◆ **Goal of the exercise**
Find the line with "filename crates/armorcheck-domain/src/checks/rule_fields.rs" in the records below. Copy it and every line after it, up to and including the line with "const CODE: &str = ids::CODE_FIELD_MISMATCH;".

━━━ Task input ━━━

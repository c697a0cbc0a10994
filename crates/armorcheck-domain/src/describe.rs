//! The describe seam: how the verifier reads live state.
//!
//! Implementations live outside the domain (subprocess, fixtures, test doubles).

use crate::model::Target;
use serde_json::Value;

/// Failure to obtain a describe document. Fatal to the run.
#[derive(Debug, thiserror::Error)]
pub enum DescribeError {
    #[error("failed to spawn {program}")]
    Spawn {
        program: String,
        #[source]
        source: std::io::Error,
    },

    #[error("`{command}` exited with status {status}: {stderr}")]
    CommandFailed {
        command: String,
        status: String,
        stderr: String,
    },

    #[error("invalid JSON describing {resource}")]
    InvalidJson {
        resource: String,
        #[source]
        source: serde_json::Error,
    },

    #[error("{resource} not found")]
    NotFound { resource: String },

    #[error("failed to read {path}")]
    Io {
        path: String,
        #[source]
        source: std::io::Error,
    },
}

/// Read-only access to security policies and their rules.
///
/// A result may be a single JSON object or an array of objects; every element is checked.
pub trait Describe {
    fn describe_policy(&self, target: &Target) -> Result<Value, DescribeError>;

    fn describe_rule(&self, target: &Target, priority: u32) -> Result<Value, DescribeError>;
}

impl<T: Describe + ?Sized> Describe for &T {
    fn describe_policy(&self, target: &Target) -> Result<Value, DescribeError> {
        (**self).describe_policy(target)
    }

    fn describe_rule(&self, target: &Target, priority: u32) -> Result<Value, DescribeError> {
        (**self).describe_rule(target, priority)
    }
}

━━━
━━━ Task input ━━━

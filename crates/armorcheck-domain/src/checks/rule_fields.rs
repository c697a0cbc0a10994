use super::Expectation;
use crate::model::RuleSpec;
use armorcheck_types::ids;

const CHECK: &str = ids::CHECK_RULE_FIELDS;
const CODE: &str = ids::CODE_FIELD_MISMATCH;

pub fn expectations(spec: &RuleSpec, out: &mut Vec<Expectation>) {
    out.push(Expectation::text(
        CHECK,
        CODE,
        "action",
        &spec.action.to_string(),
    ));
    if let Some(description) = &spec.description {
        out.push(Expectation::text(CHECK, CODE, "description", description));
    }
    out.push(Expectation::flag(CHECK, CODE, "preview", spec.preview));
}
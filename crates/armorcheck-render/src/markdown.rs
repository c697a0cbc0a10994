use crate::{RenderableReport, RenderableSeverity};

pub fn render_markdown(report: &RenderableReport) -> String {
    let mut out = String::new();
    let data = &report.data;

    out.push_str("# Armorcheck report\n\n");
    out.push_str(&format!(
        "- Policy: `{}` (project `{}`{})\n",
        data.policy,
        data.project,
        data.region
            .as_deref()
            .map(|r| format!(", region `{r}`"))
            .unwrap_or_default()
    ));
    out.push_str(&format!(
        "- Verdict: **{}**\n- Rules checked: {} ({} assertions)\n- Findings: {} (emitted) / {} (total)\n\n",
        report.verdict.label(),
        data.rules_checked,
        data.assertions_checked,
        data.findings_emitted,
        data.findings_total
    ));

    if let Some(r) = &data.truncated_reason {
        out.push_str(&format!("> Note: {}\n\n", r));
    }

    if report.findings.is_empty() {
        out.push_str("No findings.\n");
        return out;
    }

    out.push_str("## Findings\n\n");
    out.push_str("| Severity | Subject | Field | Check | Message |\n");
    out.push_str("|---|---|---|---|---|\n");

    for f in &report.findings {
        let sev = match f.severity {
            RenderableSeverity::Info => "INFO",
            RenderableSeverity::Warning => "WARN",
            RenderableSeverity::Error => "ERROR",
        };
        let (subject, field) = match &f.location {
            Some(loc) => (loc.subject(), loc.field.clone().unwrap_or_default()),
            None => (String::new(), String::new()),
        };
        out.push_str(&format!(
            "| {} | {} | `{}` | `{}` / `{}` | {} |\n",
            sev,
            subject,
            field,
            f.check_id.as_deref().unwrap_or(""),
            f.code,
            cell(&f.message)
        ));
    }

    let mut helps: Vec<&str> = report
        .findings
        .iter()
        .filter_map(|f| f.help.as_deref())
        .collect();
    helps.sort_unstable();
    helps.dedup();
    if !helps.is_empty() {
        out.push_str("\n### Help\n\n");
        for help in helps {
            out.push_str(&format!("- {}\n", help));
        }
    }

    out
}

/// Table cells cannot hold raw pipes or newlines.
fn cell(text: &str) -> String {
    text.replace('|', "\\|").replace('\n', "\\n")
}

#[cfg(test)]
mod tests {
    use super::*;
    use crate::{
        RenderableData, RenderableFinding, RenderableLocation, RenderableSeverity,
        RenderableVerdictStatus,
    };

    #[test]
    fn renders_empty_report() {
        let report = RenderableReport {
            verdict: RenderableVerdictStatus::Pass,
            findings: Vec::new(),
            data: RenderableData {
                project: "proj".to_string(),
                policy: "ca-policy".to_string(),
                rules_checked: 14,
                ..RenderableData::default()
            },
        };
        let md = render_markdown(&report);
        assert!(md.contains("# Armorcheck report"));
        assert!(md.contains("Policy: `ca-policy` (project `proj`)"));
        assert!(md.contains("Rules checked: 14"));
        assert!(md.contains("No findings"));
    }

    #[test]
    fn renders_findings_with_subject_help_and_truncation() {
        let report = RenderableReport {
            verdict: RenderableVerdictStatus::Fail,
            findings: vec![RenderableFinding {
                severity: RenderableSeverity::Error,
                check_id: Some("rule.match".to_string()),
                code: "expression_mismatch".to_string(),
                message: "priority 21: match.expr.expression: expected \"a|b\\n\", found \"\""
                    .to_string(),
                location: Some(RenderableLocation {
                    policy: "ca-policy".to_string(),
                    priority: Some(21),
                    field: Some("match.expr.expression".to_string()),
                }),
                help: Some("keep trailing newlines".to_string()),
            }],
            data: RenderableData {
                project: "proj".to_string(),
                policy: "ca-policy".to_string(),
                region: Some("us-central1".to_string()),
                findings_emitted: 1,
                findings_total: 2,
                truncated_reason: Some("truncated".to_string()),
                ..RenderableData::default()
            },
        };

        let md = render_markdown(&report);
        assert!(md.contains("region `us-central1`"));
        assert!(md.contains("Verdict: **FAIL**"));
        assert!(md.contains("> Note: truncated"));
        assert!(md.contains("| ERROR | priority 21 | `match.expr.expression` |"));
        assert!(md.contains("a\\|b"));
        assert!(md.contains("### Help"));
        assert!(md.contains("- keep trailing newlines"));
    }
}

━━━

◆ **Response to this exercise**
filename crates/armorcheck-domain/src/checks/rule_fields.rs
repository c697a0cbc0a10994
use super::Expectation;
use crate::model::RuleSpec;
use armorcheck_types::ids;

const CHECK: &str = ids::CHECK_RULE_FIELDS;
const CODE: &str = ids::CODE_FIELD_MISMATCH;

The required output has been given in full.